# [Problem to solve]
Your answer should be every line below that includes the word "StorageError".

# [Saved entries]
-----
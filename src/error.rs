//! Error types for the state engine.
//!
//! Fallible engine operations return [`StateError`] through the crate
//! [`Result`] alias. Storage backends report [`StorageError`], which the
//! persister mostly swallows; only capacity failures reach callers.

/// Boxed error used for caller-supplied computations and migrations.
pub type BoxError = Box<dyn std::error::Error + Send + Sync + 'static>;

/// Convenience alias used throughout the crate.
pub type Result<T> = std::result::Result<T, StateError>;

/// Errors surfaced by stores, pipelines, computed values and persistence.
#[derive(Debug, thiserror::Error)]
pub enum StateError {
    /// A middleware rejected the state produced by the rest of the chain.
    #[error("validation failed: {0}")]
    Validation(String),

    /// The storage backend ran out of room while persisting.
    #[error("storage quota exceeded while persisting {key:?}: {reason}")]
    StorageQuota {
        /// Fully prefixed storage key.
        key: String,
        /// Backend-provided description.
        reason: String,
    },

    /// A caller-supplied migration failed.
    #[error("migration from version {from} failed")]
    Migration {
        /// Version found in storage.
        from: u32,
        /// Underlying failure.
        #[source]
        source: BoxError,
    },

    /// A computed property's function returned an error.
    #[error("computation failed")]
    Computation(#[source] BoxError),

    /// State could not be encoded or decoded.
    #[error("serialization error: {0}")]
    Serialization(#[from] serde_json::Error),

    /// A background task was requested outside a Tokio runtime.
    #[error("no Tokio runtime available")]
    Runtime(#[source] tokio::runtime::TryCurrentError),

    /// Any other middleware failure.
    #[error("middleware {name} failed: {source}")]
    Middleware {
        /// Middleware name.
        name: String,
        /// Underlying failure.
        #[source]
        source: BoxError,
    },
}

impl StateError {
    /// Build a migration error from any error type.
    pub fn migration(from: u32, source: impl Into<BoxError>) -> Self {
        Self::Migration {
            from,
            source: source.into(),
        }
    }

    /// Build a middleware error from any error type.
    pub fn middleware(name: impl Into<String>, source: impl Into<BoxError>) -> Self {
        Self::Middleware {
            name: name.into(),
            source: source.into(),
        }
    }
}

/// Errors reported by a [`StorageAdapter`](crate::persist::StorageAdapter).
#[derive(Debug, thiserror::Error)]
pub enum StorageError {
    /// The backend has no capacity left for the value.
    #[error("quota exceeded for {key:?}: {needed} bytes needed, {available} available")]
    QuotaExceeded {
        /// Key being written.
        key: String,
        /// Bytes the write required.
        needed: usize,
        /// Bytes still free.
        available: usize,
    },

    /// Filesystem failure.
    #[error(transparent)]
    Io(#[from] std::io::Error),

    /// Backend-specific failure.
    #[error("storage backend error: {0}")]
    Backend(String),
}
-----
# [Answer to this problem]
//! [`Result`] alias. Storage backends report [`StorageError`], which the
pub enum StorageError {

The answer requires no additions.